Published 15/08/2016

Authorities in Portugal said almost 2,000 firefighters supported by 10 water-dumping aircraft were tackling more than 40 different fires
Authorities in Portugal said almost 2,000 firefighters supported by 10 water-dumping aircraft were tackling more than 40 different fires

Firefighters in Portugal and Spain are battling scores of wildfires after a week of the worst fire destruction in years on the mountainous Iberian Peninsula.

Stoked by winds and high temperatures, the wildfires have killed at least four people in Portugal and one in Spain over the last week and forced hundreds to flee their homes.

On Monday, authorities in Portugal said almost 2,000 firefighters supported by 10 water-dumping aircraft were tackling more than 40 different fires throughout the country. One of the most stubborn blazes, however, has been brought under control near the central town of Sao Pedro do Sol.
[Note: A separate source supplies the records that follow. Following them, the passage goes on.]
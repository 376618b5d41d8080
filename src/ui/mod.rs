//! UI / rendering layer — everything that touches Ratatui widgets.
//!
//! This layer takes the *core* data structures and turns them into cells on
//! the terminal.  No I/O happens here.

pub mod contents;
pub mod header;
pub mod layout;
pub mod page;
pub mod popup;
pub mod theme;
//! Application orchestration — state management, frame dispatch and input handling.

pub mod event;
pub mod frames;
pub mod handler;
pub mod settings;
pub mod state;
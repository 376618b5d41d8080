//! Back-to-top trigger: threshold visibility plus scroll-to-top on click.
//!
//! The trigger is optional.  Callers hold an `Option<BackToTop>`; when it is
//! `None` every scroll and click path below is a no-op.

use std::time::Duration;

use super::animator::{Animator, FrameOutcome, OnComplete, ScrollTarget};
use super::scheduler::{FrameScheduler, FrameTask};
use super::visibility::VisibilityWatcher;

/// Default scroll-to-top animation length.
pub const DEFAULT_DURATION: Duration = Duration::from_millis(700);

#[derive(Debug, Clone)]
pub struct BackToTop {
    watcher: VisibilityWatcher,
    duration: Duration,
}

impl BackToTop {
    pub fn new(threshold: f64, duration: Duration) -> Self {
        Self {
            watcher: VisibilityWatcher::new(threshold),
            duration,
        }
    }

    pub fn is_visible(&self) -> bool {
        self.watcher.is_visible()
    }

    pub fn set_threshold(&mut self, threshold: f64) {
        self.watcher.set_threshold(threshold);
    }

    pub fn set_duration(&mut self, duration: Duration) {
        self.duration = duration;
    }

    /// Scroll notification from the host.
    pub fn on_scroll<S: FrameScheduler + ?Sized>(&mut self, scheduler: &mut S, now: Duration) {
        self.watcher.on_scroll(scheduler, now);
    }

    /// The trigger was clicked: animate `target` to the top.
    pub fn activate<T, S>(
        &self,
        animator: &mut Animator,
        target: &mut T,
        scheduler: &mut S,
        now: Duration,
        on_complete: Option<OnComplete>,
    ) where
        T: ScrollTarget + ?Sized,
        S: FrameScheduler + ?Sized,
    {
        animator.animate_scroll_to(0.0, self.duration, on_complete, target, scheduler, now);
    }
}

impl Default for BackToTop {
    fn default() -> Self {
        Self::new(super::visibility::DEFAULT_THRESHOLD, DEFAULT_DURATION)
    }
}

/// What one frame task changed.
#[derive(Debug, Clone, Copy, PartialEq, Eq, Default)]
pub struct FrameReport {
    /// The scroll offset was written.
    pub scrolled: bool,
    /// The animation reached its target.
    pub finished: bool,
    /// Trigger visibility flipped to this value.
    pub visibility: Option<bool>,
}

/// Run one due frame task.
///
/// Animation frames that move the offset count as scroll events, so the
/// trigger's visibility follows the animation just as it follows the user.
pub fn run_frame<T, S>(
    task: FrameTask,
    timestamp: Duration,
    animator: &mut Animator,
    back_to_top: Option<&mut BackToTop>,
    target: &mut T,
    scheduler: &mut S,
) -> FrameReport
where
    T: ScrollTarget + ?Sized,
    S: FrameScheduler + ?Sized,
{
    let mut report = FrameReport::default();
    match task {
        FrameTask::Animate => {
            let before = target.scroll_offset();
            let outcome = animator.on_frame(timestamp, target, scheduler);
            report.finished = outcome == FrameOutcome::Finished;
            report.scrolled = target.scroll_offset() != before;
            if report.scrolled {
                if let Some(btt) = back_to_top {
                    btt.on_scroll(scheduler, timestamp);
                }
            }
        }
        FrameTask::CheckVisibility => {
            if let Some(btt) = back_to_top {
                report.visibility = btt.watcher.check(target.scroll_offset());
            }
        }
    }
    report
}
In Spain, 10 water-dumping planes and helicopters helped ground crews attack flames in the north-western province of Galicia, which has lost around 7,000 hectares (17,300 acres) to fire.

Five firefighters were taken to hospital, four due to smoke inhalation and one from injuries received in a road accident, Galicia's government said.
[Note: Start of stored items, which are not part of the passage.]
//! Frame dispatch — runs whatever the frame queue has due.

use std::time::Duration;

use crate::core::back_to_top::run_frame;

use super::state::AppState;

/// Run every frame task due at `now`.  Returns `true` when something
/// visible changed and the screen should be redrawn.
pub fn run_due_frames(state: &mut AppState, now: Duration) -> bool {
    let Some((timestamp, tasks)) = state.frames.take_due(now) else {
        return false;
    };

    let mut redraw = false;
    for task in tasks {
        let report = run_frame(
            task,
            timestamp,
            &mut state.animator,
            state.back_to_top.as_mut(),
            &mut state.viewport,
            &mut state.frames,
        );
        if let Some(visible) = report.visibility {
            tracing::debug!(visible, "back-to-top visibility changed");
        }
        if report.finished {
            state.status_message = None;
        }
        redraw |= report.scrolled || report.finished || report.visibility.is_some();
    }
    redraw
}

/// Drain the queue completely, jumping the clock to each deadline.
#[cfg(test)]
pub fn run_until_idle(state: &mut AppState, mut now: Duration) -> Duration {
    while let Some(deadline) = state.frames.next_deadline() {
        now = now.max(deadline);
        run_due_frames(state, now);
    }
    now
}

#[cfg(test)]
mod tests {
    use super::*;
    use crate::config::AppConfig;
    use crate::core::animator::ScrollTarget;
    use crate::core::document::Document;

    fn long_state(lines: usize) -> AppState {
        let doc = Document::from_text("long", &"row\n".repeat(lines));
        let mut state = AppState::new(doc, AppConfig::default());
        state.viewport.set_page(lines, 40);
        state
    }

    #[test]
    fn trigger_appears_after_threshold_and_scrolls_home() {
        let mut state = long_state(2000);
        state.viewport.scroll_to(1000.0);
        state.notify_scroll();
        let start = state.now();
        let now = run_until_idle(&mut state, start);
        assert!(state.back_to_top.as_ref().unwrap().is_visible());

        state.activate_back_to_top();
        assert!(state.animator.is_animating());
        run_until_idle(&mut state, now + Duration::from_millis(1));

        assert_eq!(state.viewport.scroll_offset(), 0.0);
        assert!(!state.back_to_top.as_ref().unwrap().is_visible());
        assert!(state.frames.is_idle());
    }

    #[test]
    fn nothing_due_means_no_redraw() {
        let mut state = long_state(10);
        assert!(!run_due_frames(&mut state, Duration::from_secs(1)));
    }
}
Televised images from both countries showed residents dousing homes and nearby woods to try to stave off the flames throughout Sunday night and into Monday morning.

Last week more than a dozen major wildfires forced the deployment of almost 4,500 firefighters throughout Portugal.

The worst fire reached the capital of the Atlantic Ocean island of Madeira, where it killed three elderly people, injured more than 300 and razed homes and a hotel.

Spanish police have made several arrests of alleged arsonists suspected of setting some of the fires.

One particularly devastating fire on the Canary Islands was started unintentionally when a German man tried to burn his soiled toilet paper, sparking a conflagration that destroyed 4,000 hectares (9,900 acres) of forest on La Palma.